Problem statement >> Could you set down exactly the lines in the records below between the line holding "#[async_trait]" and the line holding "self.invalidations.fetch_add(1, Ordering::SeqCst);", inclusive?

--- Task inputs Enclosed Below ---

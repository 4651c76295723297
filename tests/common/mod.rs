#![allow(dead_code)]

use std::{
    net::SocketAddr,
    sync::{
        Arc,
        atomic::{AtomicUsize, Ordering},
    },
    time::Duration,
};

use async_trait::async_trait;
use axum::{Json, Router, extract::State, http::StatusCode, response::IntoResponse, routing::get};
use jsonwebtoken::{Algorithm, EncodingKey, Header};
use realm_gate::config::IdpConfig;
use realm_gate::services::auth::{
    AuthError, Authorizer, KeyProvider, RoleSource, SigningKey, TokenVerifier,
    VerificationPolicy, VerifyMode,
};
use serde_json::{Value, json};
use tokio::task::JoinHandle;
use url::Url;

pub const REALM_PRIVATE_PEM: &str = include_str!("../fixtures/realm_private.pem");
pub const REALM_PUBLIC_PEM: &str = include_str!("../fixtures/realm_public.pem");
// Valid RSA key the realm never published.
pub const ROGUE_PRIVATE_PEM: &str = include_str!("../fixtures/rogue_private.pem");

pub const REALM: &str = "demo";
pub const PUBLIC_URL: &str = "http://localhost:8080";
pub const ISSUER: &str = "http://localhost:8080/realms/demo";
pub const CLIENT_ID: &str = "api";

/// The public key as the realm serves it: bare base64, no PEM envelope.
pub fn raw_public_key() -> String {
    REALM_PUBLIC_PEM
        .lines()
        .filter(|l| !l.starts_with("-----"))
        .collect::<Vec<_>>()
        .concat()
}

pub fn now() -> i64 {
    chrono::Utc::now().timestamp()
}

/// Claims of a well-formed, currently valid token with no roles.
pub fn base_claims() -> Value {
    let now = now();
    json!({
        "iss": ISSUER,
        "aud": CLIENT_ID,
        "sub": "8d2f6c1e-0b4a-4c3e-9a57-2f7d1b6e9c10",
        "iat": now,
        "exp": now + 300,
        "typ": "Bearer",
        "azp": CLIENT_ID,
    })
}

pub fn with_realm_roles(mut claims: Value, roles: &[&str]) -> Value {
    claims["realm_access"] = json!({ "roles": roles });
    claims
}

pub fn sign_with(private_pem: &str, claims: &Value) -> String {
    let key = EncodingKey::from_rsa_pem(private_pem.as_bytes()).expect("test private key");
    let mut header = Header::new(Algorithm::RS256);
    header.typ = Some("JWT".to_string());
    jsonwebtoken::encode(&header, claims, &key).expect("sign test token")
}

pub fn sign(claims: &Value) -> String {
    sign_with(REALM_PRIVATE_PEM, claims)
}

pub fn bearer(token: &str) -> String {
    format!("Bearer {}", token)
}

/// In-memory key provider that counts how it is used.
#[derive(Clone, Default)]
pub struct StaticKeyProvider {
    pub fetches: Arc<AtomicUsize>,
    pub invalidations: Arc<AtomicUsize>,
    pub unavailable: bool,
}

impl StaticKeyProvider {
    pub fn unavailable() -> Self {
        Self {
            unavailable: true,
            ..Default::default()
        }
    }

    pub fn fetch_count(&self) -> usize {
        self.fetches.load(Ordering::SeqCst)
    }

    pub fn invalidation_count(&self) -> usize {
        self.invalidations.load(Ordering::SeqCst)
    }
}

#[async_trait]
impl KeyProvider for StaticKeyProvider {
    fn key_id(&self) -> &str {
        REALM
    }

    async fn fetch_public_key(&self) -> Result<SigningKey, AuthError> {
        self.fetches.fetch_add(1, Ordering::SeqCst);
        if self.unavailable {
            return Err(AuthError::KeyUnavailable("connection refused".into()));
        }
        Ok(SigningKey::from_raw(&raw_public_key()))
    }

    async fn invalidate(&self) {
        self.invalidations.fetch_add(1, Ordering::SeqCst);
    }
}

pub fn policy(mode: VerifyMode) -> VerificationPolicy {
    VerificationPolicy::new(mode, &[Algorithm::RS256], ISSUER, CLIENT_ID, 0)
        .expect("test policy")
}

pub fn authorizer(
    keys: impl KeyProvider + 'static,
    mode: VerifyMode,
    source: RoleSource,
) -> Authorizer {
    Authorizer::new(TokenVerifier::new(Arc::new(keys), policy(mode)), source)
}

pub fn idp_config(server_url: &str, timeout_seconds: u64) -> IdpConfig {
    IdpConfig {
        server_url: Url::parse(server_url).expect("server url"),
        public_url: Url::parse(PUBLIC_URL).expect("public url"),
        realm: REALM.to_string(),
        client_id: CLIENT_ID.to_string(),
        client_secret: None,
        timeout_seconds,
    }
}

/// What the mock realm endpoint answers with.
#[derive(Clone, Debug)]
pub enum RealmBehavior {
    Healthy,
    ServerError,
    NoPublicKey,
    GarbageKey,
    Slow(Duration),
}

async fn realm_handler(State(behavior): State<RealmBehavior>) -> impl IntoResponse {
    let metadata = |public_key: Option<String>| {
        let mut body = json!({
            "realm": REALM,
            "token-service": format!("{}/realms/{}/protocol/openid-connect", PUBLIC_URL, REALM),
            "account-service": format!("{}/realms/{}/account", PUBLIC_URL, REALM),
            "tokens-not-before": 0,
        });
        if let Some(k) = public_key {
            body["public_key"] = Value::String(k);
        }
        body
    };

    match behavior {
        RealmBehavior::Healthy => (StatusCode::OK, Json(metadata(Some(raw_public_key())))),
        RealmBehavior::ServerError => (
            StatusCode::INTERNAL_SERVER_ERROR,
            Json(json!({ "error": "unknown_error" })),
        ),
        RealmBehavior::NoPublicKey => (StatusCode::OK, Json(metadata(None))),
        RealmBehavior::GarbageKey => (
            StatusCode::OK,
            Json(metadata(Some("not base64 at all!".to_string()))),
        ),
        RealmBehavior::Slow(delay) => {
            tokio::time::sleep(delay).await;
            (StatusCode::OK, Json(metadata(Some(raw_public_key()))))
        }
    }
}

/// Start a mock realm metadata server (`GET /realms/{realm}`) on a random port.
pub async fn start_mock_realm(behavior: RealmBehavior) -> (String, JoinHandle<()>) {
    let app = Router::new()
        .route("/realms/{realm}", get(realm_handler))
        .with_state(behavior);

    let listener = tokio::net::TcpListener::bind(SocketAddr::from(([127, 0, 0, 1], 0)))
        .await
        .unwrap();
    let base_url = format!("http://{}", listener.local_addr().unwrap());

    let handle = tokio::spawn(async move {
        axum::serve(listener, app).await.unwrap();
    });

    (base_url, handle)
}

/// A base URL nothing listens on.
pub async fn unreachable_url() -> String {
    let listener = tokio::net::TcpListener::bind(SocketAddr::from(([127, 0, 0, 1], 0)))
        .await
        .unwrap();
    let addr = listener.local_addr().unwrap();
    drop(listener);
    format!("http://{}", addr)
}
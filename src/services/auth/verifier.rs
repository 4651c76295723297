use jsonwebtoken::{Algorithm, DecodingKey, Validation, errors::ErrorKind};
use serde::Deserialize;
use serde_json::{Map, Value};
use std::{fmt, str::FromStr, sync::Arc};

use crate::config::{AuthConfig, ConfigError, IdpConfig};
use crate::services::auth::header::bearer_token;
use crate::services::auth::key_provider::{KeyProvider, SigningKey};
use crate::services::auth::AuthError;

/// How strictly identity claims are checked.
///
/// - `Strict`: signature + `exp`/`nbf`/`iat` + exact `iss` + `aud` must contain the client id
/// - `Legacy`: same as `Strict` except that the audience is not checked
#[derive(Debug, Clone, Copy, PartialEq, Eq)]
pub enum VerifyMode {
    Strict,
    Legacy,
}

impl FromStr for VerifyMode {
    type Err = String;

    fn from_str(s: &str) -> Result<Self, Self::Err> {
        match s.trim().to_ascii_lowercase().as_str() {
            "strict" => Ok(Self::Strict),
            "legacy" => Ok(Self::Legacy),
            other => Err(format!("unknown verification mode '{}'", other)),
        }
    }
}

#[derive(Debug, Clone, Copy, PartialEq, Eq)]
enum KeyFamily {
    Rsa,
    Ec,
    Ed,
}

fn key_family(alg: Algorithm) -> Option<KeyFamily> {
    match alg {
        Algorithm::RS256
        | Algorithm::RS384
        | Algorithm::RS512
        | Algorithm::PS256
        | Algorithm::PS384
        | Algorithm::PS512 => Some(KeyFamily::Rsa),
        Algorithm::ES256 | Algorithm::ES384 => Some(KeyFamily::Ec),
        Algorithm::EdDSA => Some(KeyFamily::Ed),
        // HMAC needs a shared secret, never a realm public key
        _ => None,
    }
}

/// Verified token payload. Only constructed after signature and claim checks pass.
#[derive(Debug, Clone, PartialEq, Deserialize)]
#[serde(transparent)]
pub struct ClaimSet(Map<String, Value>);

impl ClaimSet {
    pub fn get(&self, claim: &str) -> Option<&Value> {
        self.0.get(claim)
    }
}

impl From<Map<String, Value>> for ClaimSet {
    fn from(map: Map<String, Value>) -> Self {
        Self(map)
    }
}

/// Explicit verification policy; built once from configuration.
#[derive(Clone)]
pub struct VerificationPolicy {
    mode: VerifyMode,
    family: KeyFamily,
    leeway_seconds: u64,
    validation: Validation,
}

impl fmt::Debug for VerificationPolicy {
    fn fmt(&self, f: &mut fmt::Formatter<'_>) -> fmt::Result {
        f.debug_struct("VerificationPolicy")
            .field("mode", &self.mode)
            .field("algorithms", &self.validation.algorithms)
            .field("iss", &self.validation.iss)
            .field("aud", &self.validation.aud)
            .field("leeway_seconds", &self.leeway_seconds)
            .finish()
    }
}

impl VerificationPolicy {
    pub fn new(
        mode: VerifyMode,
        algorithms: &[Algorithm],
        issuer: &str,
        audience: &str,
        leeway_seconds: u64,
    ) -> Result<Self, ConfigError> {
        let first = *algorithms
            .first()
            .ok_or(ConfigError::Invalid("AUTH_ALGORITHMS"))?;
        let family = key_family(first).ok_or(ConfigError::Invalid("AUTH_ALGORITHMS"))?;

        // One realm key verifies every accepted algorithm, so they must share a key type.
        if algorithms.iter().any(|a| key_family(*a) != Some(family)) {
            return Err(ConfigError::Invalid("AUTH_ALGORITHMS"));
        }

        let mut validation = Validation::new(first);
        validation.algorithms = algorithms.to_vec();
        validation.leeway = leeway_seconds;
        validation.validate_exp = true;
        validation.validate_nbf = true;

        validation.set_issuer(&[issuer]);

        match mode {
            VerifyMode::Strict => {
                validation.set_audience(&[audience]);
                validation.set_required_spec_claims(&["exp", "iss", "aud"]);
            }
            VerifyMode::Legacy => {
                validation.validate_aud = false;
                validation.set_required_spec_claims(&["exp", "iss"]);
            }
        }

        Ok(Self {
            mode,
            family,
            leeway_seconds,
            validation,
        })
    }

    pub fn from_config(idp: &IdpConfig, auth: &AuthConfig) -> Result<Self, ConfigError> {
        Self::new(
            auth.verify_mode,
            &auth.algorithms,
            &idp.expected_issuer(),
            &idp.client_id,
            auth.leeway_seconds,
        )
    }

    fn decoding_key(&self, key: &SigningKey) -> Result<DecodingKey, jsonwebtoken::errors::Error> {
        let pem = key.pem().as_bytes();
        match self.family {
            KeyFamily::Rsa => DecodingKey::from_rsa_pem(pem),
            KeyFamily::Ec => DecodingKey::from_ec_pem(pem),
            KeyFamily::Ed => DecodingKey::from_ed_pem(pem),
        }
    }

    /// Verify signature and claims of `token` against `key`.
    pub fn decode(
        &self,
        token: &str,
        key: &SigningKey,
    ) -> Result<ClaimSet, jsonwebtoken::errors::Error> {
        let decoding_key = self.decoding_key(key)?;
        let data = jsonwebtoken::decode::<ClaimSet>(token, &decoding_key, &self.validation)?;
        Ok(data.claims)
    }

    // jsonwebtoken does not look at `iat`; a token minted in the future is rejected here.
    fn check_issued_at(&self, claims: &ClaimSet) -> Result<(), AuthError> {
        let Some(iat) = claims.get("iat") else {
            return Ok(());
        };
        let iat = iat
            .as_f64()
            .ok_or_else(|| AuthError::InvalidToken("'iat' claim is not a number".into()))?;

        let now = chrono::Utc::now().timestamp() as f64;
        if iat > now + self.leeway_seconds as f64 {
            return Err(AuthError::InvalidToken(
                "token issued in the future ('iat')".into(),
            ));
        }
        Ok(())
    }
}

/// Bearer-token verifier: header parsing, key retrieval, signature and claim validation.
///
/// Stateless per call; share it behind an `Arc`.
#[derive(Clone)]
pub struct TokenVerifier {
    keys: Arc<dyn KeyProvider>,
    policy: VerificationPolicy,
}

impl fmt::Debug for TokenVerifier {
    fn fmt(&self, f: &mut fmt::Formatter<'_>) -> fmt::Result {
        f.debug_struct("TokenVerifier")
            .field("key_id", &self.keys.key_id())
            .field("policy", &self.policy)
            .finish()
    }
}

impl TokenVerifier {
    pub fn new(keys: Arc<dyn KeyProvider>, policy: VerificationPolicy) -> Self {
        Self { keys, policy }
    }

    /// Verify `Authorization` header contents and return the token's claims.
    ///
    /// Header problems are reported before the key provider is contacted, and
    /// `KeyUnavailable` is reported before any signature work.
    pub async fn verify(&self, header: Option<&str>) -> Result<ClaimSet, AuthError> {
        let token = bearer_token(header)?;
        let key = self.keys.fetch_public_key().await?;

        let claims = match self.policy.decode(token, &key) {
            Ok(claims) => claims,
            Err(err) => {
                let bad_signature = matches!(err.kind(), ErrorKind::InvalidSignature);
                let err = AuthError::from(err);
                if bad_signature {
                    // The realm may have rotated its key.
                    self.keys.invalidate().await;
                }
                return Err(err);
            }
        };

        self.policy.check_issued_at(&claims)?;
        Ok(claims)
    }
}
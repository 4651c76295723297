use axum::extract::FromRequestParts;
use axum::http::request::Parts;

use crate::error::AppError;

use super::AuthCtx;

/// Extractor giving handlers the `AuthCtx` inserted by the access middleware.
///
/// Missing context means the route was mounted without the gate: answer 401
/// rather than serving an unprotected handler.
pub struct AuthCtxExtractor(pub AuthCtx);

impl<S> FromRequestParts<S> for AuthCtxExtractor
where
    S: Send + Sync,
{
    type Rejection = AppError;

    async fn from_request_parts(parts: &mut Parts, _state: &S) -> Result<Self, Self::Rejection> {
        parts
            .extensions
            .get::<AuthCtx>()
            .cloned()
            .map(AuthCtxExtractor)
            .ok_or_else(|| AppError::Unauthorized("request was not authorized".to_string()))
    }
}
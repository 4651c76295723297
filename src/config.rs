/*
 * Responsibility
 * - Load settings from environment variables (identity provider, verification policy, key cache)
 * - Validate values at startup (fail fast when something is missing or unparsable)
 */
use std::fmt;
use std::net::SocketAddr;
use std::str::FromStr;

use jsonwebtoken::Algorithm;
use url::Url;

use crate::services::auth::{RoleSource, VerifyMode};

#[derive(Debug, Clone, Copy, PartialEq, Eq)]
pub enum AppEnv {
    Development,
    Production,
}

impl AppEnv {
    fn parse(raw: Option<&str>) -> Self {
        match raw.unwrap_or("development").to_ascii_lowercase().as_str() {
            "production" | "prod" => Self::Production,
            _ => Self::Development,
        }
    }

    pub fn is_production(&self) -> bool {
        matches!(self, Self::Production)
    }
}

#[derive(Debug)]
pub enum ConfigError {
    Missing(&'static str),
    Invalid(&'static str),
}

impl fmt::Display for ConfigError {
    fn fmt(&self, f: &mut fmt::Formatter<'_>) -> fmt::Result {
        match self {
            ConfigError::Missing(key) => write!(f, "missing configuration: {}", key),
            ConfigError::Invalid(key) => write!(f, "invalid configuration: {}", key),
        }
    }
}

impl std::error::Error for ConfigError {}

/// Connection settings for the identity provider (Keycloak-style realm).
///
/// Loaded once at startup and never mutated afterwards; services receive it by reference.
#[derive(Clone)]
pub struct IdpConfig {
    /// Base URL used by this service to reach the provider (may be a cluster-internal host).
    pub server_url: Url,
    /// Base URL the provider advertises to clients; tokens carry it in `iss`.
    pub public_url: Url,
    pub realm: String,
    pub client_id: String,
    pub client_secret: Option<String>,
    pub timeout_seconds: u64,
}

impl fmt::Debug for IdpConfig {
    fn fmt(&self, f: &mut fmt::Formatter<'_>) -> fmt::Result {
        // Do not print the client secret
        f.debug_struct("IdpConfig")
            .field("server_url", &self.server_url.as_str())
            .field("public_url", &self.public_url.as_str())
            .field("realm", &self.realm)
            .field("client_id", &self.client_id)
            .field("confidential", &self.client_secret.is_some())
            .field("timeout_seconds", &self.timeout_seconds)
            .finish()
    }
}

impl IdpConfig {
    /// `"<public_url>/realms/<realm>"`, the exact `iss` value a realm stamps on its tokens.
    pub fn expected_issuer(&self) -> String {
        format!(
            "{}/realms/{}",
            self.public_url.as_str().trim_end_matches('/'),
            self.realm
        )
    }

    pub fn is_confidential_client(&self) -> bool {
        self.client_secret.is_some()
    }
}

#[derive(Debug, Clone, Copy, PartialEq, Eq)]
pub enum KeyCacheBackend {
    None,
    Memory,
    Valkey,
}

impl FromStr for KeyCacheBackend {
    type Err = ConfigError;

    fn from_str(s: &str) -> Result<Self, Self::Err> {
        match s.trim().to_ascii_lowercase().as_str() {
            "" | "none" | "off" => Ok(Self::None),
            "memory" => Ok(Self::Memory),
            "valkey" | "redis" => Ok(Self::Valkey),
            _ => Err(ConfigError::Invalid("KEY_CACHE_BACKEND")),
        }
    }
}

#[derive(Debug, Clone)]
pub struct AuthConfig {
    pub verify_mode: VerifyMode,
    pub role_source: RoleSource,
    pub algorithms: Vec<Algorithm>,
    pub leeway_seconds: u64,
}

#[derive(Debug, Clone)]
pub struct KeyCacheConfig {
    pub backend: KeyCacheBackend,
    pub ttl_seconds: u64,
    pub min_refresh_seconds: u64,
    pub valkey_url: Option<String>,
}

#[derive(Debug, Clone)]
pub struct HttpConfig {
    pub request_timeout_seconds: u64,
    pub body_limit_bytes: usize,
}

impl Default for HttpConfig {
    fn default() -> Self {
        Self {
            request_timeout_seconds: 30,
            body_limit_bytes: 1024 * 1024,
        }
    }
}

#[derive(Debug, Clone)]
pub struct Config {
    pub addr: SocketAddr,
    pub app_env: AppEnv,
    pub idp: IdpConfig,
    pub auth: AuthConfig,
    pub key_cache: KeyCacheConfig,
    pub http: HttpConfig,
}

/// Longest accepted `KEY_CACHE_TTL_SECONDS` (one day).
pub const MAX_KEY_CACHE_TTL_SECONDS: u64 = 86_400;

impl Config {
    pub fn from_env() -> Result<Self, ConfigError> {
        dotenvy::dotenv().ok();
        Self::from_lookup(|key| std::env::var(key).ok())
    }

    /// Build the configuration from any key -> value source (the process environment in `from_env`).
    pub fn from_lookup(lookup: impl Fn(&str) -> Option<String>) -> Result<Self, ConfigError> {
        let env = Env(&lookup);

        let port: u16 = env.number("PORT", 3000)?;
        let addr = SocketAddr::from(([0, 0, 0, 0], port));

        let app_env = AppEnv::parse(env.get("APP_ENV").as_deref());

        let idp = IdpConfig {
            server_url: env.url("IDP_SERVER_URL", "http://keycloak:8080")?,
            public_url: env.url("IDP_PUBLIC_URL", "http://localhost:8080")?,
            realm: env.non_empty("IDP_REALM", "cognevia-realm")?,
            client_id: env.non_empty("IDP_CLIENT_ID", "fastapi-client")?,
            client_secret: env.get("IDP_CLIENT_SECRET").filter(|s| !s.trim().is_empty()),
            timeout_seconds: env.positive("IDP_TIMEOUT_SECONDS", 5)?,
        };

        let verify_mode = env
            .get("AUTH_VERIFY_MODE")
            .unwrap_or_else(|| "strict".to_string())
            .parse::<VerifyMode>()
            .map_err(|_| ConfigError::Invalid("AUTH_VERIFY_MODE"))?;

        let role_source = env
            .get("AUTH_ROLE_SOURCE")
            .unwrap_or_else(|| "realm_and_clients".to_string())
            .parse::<RoleSource>()
            .map_err(|_| ConfigError::Invalid("AUTH_ROLE_SOURCE"))?;

        let algorithms =
            parse_algorithms(&env.get("AUTH_ALGORITHMS").unwrap_or_else(|| "RS256".to_string()))?;

        let leeway_seconds: u64 = env.number("AUTH_LEEWAY_SECONDS", 0)?;

        let backend = env
            .get("KEY_CACHE_BACKEND")
            .unwrap_or_default()
            .parse::<KeyCacheBackend>()?;

        let ttl_seconds: u64 = env.positive("KEY_CACHE_TTL_SECONDS", 300)?;
        if ttl_seconds > MAX_KEY_CACHE_TTL_SECONDS {
            return Err(ConfigError::Invalid("KEY_CACHE_TTL_SECONDS"));
        }
        let min_refresh_seconds: u64 = env.number("KEY_CACHE_MIN_REFRESH_SECONDS", 10)?;

        let valkey_url = env.get("VALKEY_URL").filter(|s| !s.trim().is_empty());
        if backend == KeyCacheBackend::Valkey && valkey_url.is_none() {
            return Err(ConfigError::Missing("VALKEY_URL"));
        }

        let defaults = HttpConfig::default();
        let http = HttpConfig {
            request_timeout_seconds: env
                .positive("REQUEST_TIMEOUT_SECONDS", defaults.request_timeout_seconds)?,
            body_limit_bytes: env.positive("BODY_LIMIT_BYTES", defaults.body_limit_bytes)?,
        };

        Ok(Self {
            addr,
            app_env,
            idp,
            auth: AuthConfig {
                verify_mode,
                role_source,
                algorithms,
                leeway_seconds,
            },
            key_cache: KeyCacheConfig {
                backend,
                ttl_seconds,
                min_refresh_seconds,
                valkey_url,
            },
            http,
        })
    }
}

// Typed reads over a lookup. A key that is set must parse; only an unset key takes the default.
struct Env<'a>(&'a dyn Fn(&str) -> Option<String>);

impl Env<'_> {
    fn get(&self, key: &str) -> Option<String> {
        (self.0)(key)
    }

    fn number<T: FromStr>(&self, key: &'static str, default: T) -> Result<T, ConfigError> {
        match self.get(key) {
            None => Ok(default),
            Some(raw) => raw.trim().parse().map_err(|_| ConfigError::Invalid(key)),
        }
    }

    fn positive<T: FromStr + PartialOrd + Default>(
        &self,
        key: &'static str,
        default: T,
    ) -> Result<T, ConfigError> {
        let value = self.number(key, default)?;
        if value <= T::default() {
            return Err(ConfigError::Invalid(key));
        }
        Ok(value)
    }

    fn url(&self, key: &'static str, default: &str) -> Result<Url, ConfigError> {
        let raw = self.get(key).unwrap_or_else(|| default.to_string());
        Url::parse(raw.trim()).map_err(|_| ConfigError::Invalid(key))
    }

    fn non_empty(&self, key: &'static str, default: &str) -> Result<String, ConfigError> {
        let value = self.get(key).unwrap_or_else(|| default.to_string());
        let value = value.trim();
        if value.is_empty() {
            return Err(ConfigError::Missing(key));
        }
        Ok(value.to_string())
    }
}

pub fn parse_algorithms(raw: &str) -> Result<Vec<Algorithm>, ConfigError> {
    let algorithms = raw
        .split(',')
        .map(str::trim)
        .filter(|s| !s.is_empty())
        .map(|s| Algorithm::from_str(s).map_err(|_| ConfigError::Invalid("AUTH_ALGORITHMS")))
        .collect::<Result<Vec<_>, _>>()?;

    if algorithms.is_empty() {
        return Err(ConfigError::Invalid("AUTH_ALGORITHMS"));
    }
    Ok(algorithms)
}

--- End of Enclosed Task inputs ---

Exercise response >>
#[async_trait]
impl KeyProvider for StaticKeyProvider {
    fn key_id(&self) -> &str {
        REALM
    }

    async fn fetch_public_key(&self) -> Result<SigningKey, AuthError> {
        self.fetches.fetch_add(1, Ordering::SeqCst);
        if self.unavailable {
            return Err(AuthError::KeyUnavailable("connection refused".into()));
        }
        Ok(SigningKey::from_raw(&raw_public_key()))
    }

    async fn invalidate(&self) {
        self.invalidations.fetch_add(1, Ordering::SeqCst);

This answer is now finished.